(Source records Opens)

#[cfg(test)]
mod tests {
    use super::*;
    use crate::wire::{Packet, UDP_HEADER_LEN};
    use quanta::Clock;
    use std::time::Duration;

    const CLIENT: &str = "10.0.0.1:50000";
    const SERVER: &str = "10.0.0.2:19132";

    fn addr(s: &str) -> SocketAddr {
        s.parse().unwrap()
    }

    fn offline(raw: Bytes) -> OfflinePacket {
        match Packet::decode(raw).unwrap() {
            Packet::Offline(p) => p,
            other => panic!("expected offline packet, got {other:?}"),
        }
    }

    fn reply(responder: &Responder, raw: Bytes, now: Instant) -> Bytes {
        match responder.handle(&offline(raw), addr(CLIENT), now) {
            Response::Reply(bytes) => bytes,
            other => panic!("expected reply, got {other:?}"),
        }
    }

    // ─── MTU Discovery Tests ────────────────────────────────────────────

    #[test]
    fn probes_fall_back_through_candidates() {
        let (clock, mock) = Clock::mock();
        let config = SessionConfig::default();
        let timeout = config.mtu_probe_timeout;
        let mut c = Connector::new(config, 1, addr(SERVER), clock.now());

        let mut sizes = Vec::new();
        for _ in 0..6 {
            let request_1 = c.poll(clock.now()).unwrap().unwrap();
            sizes.push(request_1.len());
            assert_eq!(c.poll(clock.now()).unwrap(), None);
            mock.increment(timeout);
        }
        let sizes: Vec<usize> = sizes.into_iter().map(|n| n + UDP_HEADER_LEN).collect();
        assert_eq!(sizes, vec![1492, 1492, 1200, 1200, 576, 576]);
        assert_eq!(c.poll(clock.now()), Err(SessionError::SessionTimeout));
    }

    #[test]
    fn overall_timeout() {
        let (clock, mock) = Clock::mock();
        let mut c = Connector::new(SessionConfig::default(), 1, addr(SERVER), clock.now());
        c.poll(clock.now()).unwrap();
        mock.increment(Duration::from_secs(11));
        assert_eq!(c.poll(clock.now()), Err(SessionError::SessionTimeout));
    }

    // ─── Exchange Tests ─────────────────────────────────────────────────

    #[test]
    fn full_offline_exchange() {
        let (clock, _mock) = Clock::mock();
        let now = clock.now();
        let config = SessionConfig::default();
        let responder = Responder::new(config.clone(), 99, "test");
        let mut c = Connector::new(config, 1, addr(SERVER), now);

        let request_1 = c.poll(now).unwrap().unwrap();
        let reply_1 = reply(&responder, request_1, now);
        let HandshakeOutcome::Send(request_2) = c.handle(&offline(reply_1), now).unwrap() else {
            panic!("expected request 2");
        };
        assert_eq!(c.state(), SessionState::OfflineHandshake2);
        assert_eq!(c.mtu(), Some(1492));

        let Response::Accept { reply, session } =
            responder.handle(&offline(request_2), addr(CLIENT), now)
        else {
            panic!("expected accept");
        };
        assert_eq!(session.state(), SessionState::Handshaking);
        assert_eq!(session.remote_guid(), 1);
        assert_eq!(session.remote_address(), addr(CLIENT));

        let HandshakeOutcome::Connected(mut client) = c.handle(&offline(reply), now).unwrap() else {
            panic!("expected session");
        };
        assert_eq!(client.remote_guid(), 99);
        assert_eq!(client.mtu(), 1492);
        assert_eq!(client.drain_output().count(), 1, "connection request queued");
    }

    #[test]
    fn request_2_is_resent() {
        let (clock, mock) = Clock::mock();
        let config = SessionConfig::default();
        let responder = Responder::new(config.clone(), 99, "");
        let mut c = Connector::new(config, 1, addr(SERVER), clock.now());
        let request_1 = c.poll(clock.now()).unwrap().unwrap();
        let reply_1 = reply(&responder, request_1, clock.now());
        c.handle(&offline(reply_1), clock.now()).unwrap();

        mock.increment(Duration::from_millis(500));
        let again = c.poll(clock.now()).unwrap().unwrap();
        assert!(matches!(
            offline(again),
            OfflinePacket::OpenConnectionRequest2 { mtu: 1492, client_guid: 1, .. }
        ));
    }

    #[test]
    fn server_clamps_mtu() {
        let (clock, _mock) = Clock::mock();
        let mut config = SessionConfig::default();
        config.max_mtu = 1200;
        let responder = Responder::new(config, 99, "");
        let request_1 = OfflinePacket::OpenConnectionRequest1 {
            protocol: 9,
            mtu: 1492,
        }
        .encode();
        let reply_1 = offline(reply(&responder, request_1, clock.now()));
        assert!(matches!(
            reply_1,
            OfflinePacket::OpenConnectionReply1 { mtu: 1200, .. }
        ));
    }

    #[test]
    fn small_probe_ignored() {
        let (clock, _mock) = Clock::mock();
        let responder = Responder::new(SessionConfig::default(), 99, "");
        let request_1 = OfflinePacket::OpenConnectionRequest1 {
            protocol: 9,
            mtu: 300,
        };
        assert!(matches!(
            responder.handle(&request_1, addr(CLIENT), clock.now()),
            Response::Ignore
        ));
    }

    #[test]
    fn protocol_mismatch() {
        let (clock, _mock) = Clock::mock();
        let now = clock.now();
        let mut newer = SessionConfig::default();
        newer.protocol_version = 10;
        let responder = Responder::new(newer, 99, "");
        let mut c = Connector::new(SessionConfig::default(), 1, addr(SERVER), now);
        let request_1 = c.poll(now).unwrap().unwrap();
        let answer = reply(&responder, request_1, now);
        assert_eq!(
            c.handle(&offline(answer), now).unwrap_err(),
            SessionError::IncompatibleProtocol { ours: 9, theirs: 10 }
        );
    }

    #[test]
    fn security_and_refusals() {
        let (clock, _mock) = Clock::mock();
        let now = clock.now();
        let secure = OfflinePacket::OpenConnectionReply1 {
            server_guid: 5,
            use_security: true,
            mtu: 1200,
        };
        let mut c = Connector::new(SessionConfig::default(), 1, addr(SERVER), now);
        assert_eq!(
            c.handle(&secure, now).unwrap_err(),
            SessionError::SecurityUnsupported
        );

        let responder = Responder::new(SessionConfig::default(), 5, "");
        for (reason, raw) in [
            (RefusalReason::NoFreeSlots, responder.refuse(RefusalReason::NoFreeSlots)),
            (RefusalReason::AlreadyConnected, responder.refuse(RefusalReason::AlreadyConnected)),
            (RefusalReason::Banned, responder.refuse(RefusalReason::Banned)),
        ] {
            let mut c = Connector::new(SessionConfig::default(), 1, addr(SERVER), now);
            assert_eq!(
                c.handle(&offline(raw), now).unwrap_err(),
                SessionError::ConnectionRefused(reason)
            );
        }
    }

    #[test]
    fn out_of_state_reply_ignored() {
        let (clock, _mock) = Clock::mock();
        let now = clock.now();
        let mut c = Connector::new(SessionConfig::default(), 1, addr(SERVER), now);
        let early = OfflinePacket::OpenConnectionReply2 {
            server_guid: 5,
            client_address: addr(CLIENT),
            mtu: 1200,
            use_encryption: false,
        };
        assert!(matches!(c.handle(&early, now).unwrap(), HandshakeOutcome::Ignored));
        assert_eq!(c.state(), SessionState::OfflineHandshake1);
    }

    #[test]
    fn unconnected_ping_answered() {
        let (clock, _mock) = Clock::mock();
        let responder = Responder::new(SessionConfig::default(), 42, "MCPE;demo");
        let ping = OfflinePacket::UnconnectedPing {
            timestamp: 1234,
            client_guid: 7,
            open_connections_only: false,
        };
        let Response::Reply(raw) = responder.handle(&ping, addr(CLIENT), clock.now()) else {
            panic!("expected pong");
        };
        assert_eq!(
            offline(raw),
            OfflinePacket::UnconnectedPong {
                timestamp: 1234,
                server_guid: 42,
                identifier: "MCPE;demo".into(),
            }
        );
    }
}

(Source records Closes)

§ Work instructions
Copy all lines of the records that have the string "handle" in them.

§ Exercise solution
        match responder.handle(&offline(raw), addr(CLIENT), now) {
        let HandshakeOutcome::Send(request_2) = c.handle(&offline(reply_1), now).unwrap() else {
            responder.handle(&offline(request_2), addr(CLIENT), now)
        let HandshakeOutcome::Connected(mut client) = c.handle(&offline(reply), now).unwrap() else {
        c.handle(&offline(reply_1), clock.now()).unwrap();
            responder.handle(&request_1, addr(CLIENT), clock.now()),
            c.handle(&offline(answer), now).unwrap_err(),
            c.handle(&secure, now).unwrap_err(),
                c.handle(&offline(raw), now).unwrap_err(),
        assert!(matches!(c.handle(&early, now).unwrap(), HandshakeOutcome::Ignored));
        let Response::Reply(raw) = responder.handle(&ping, addr(CLIENT), clock.now()) else {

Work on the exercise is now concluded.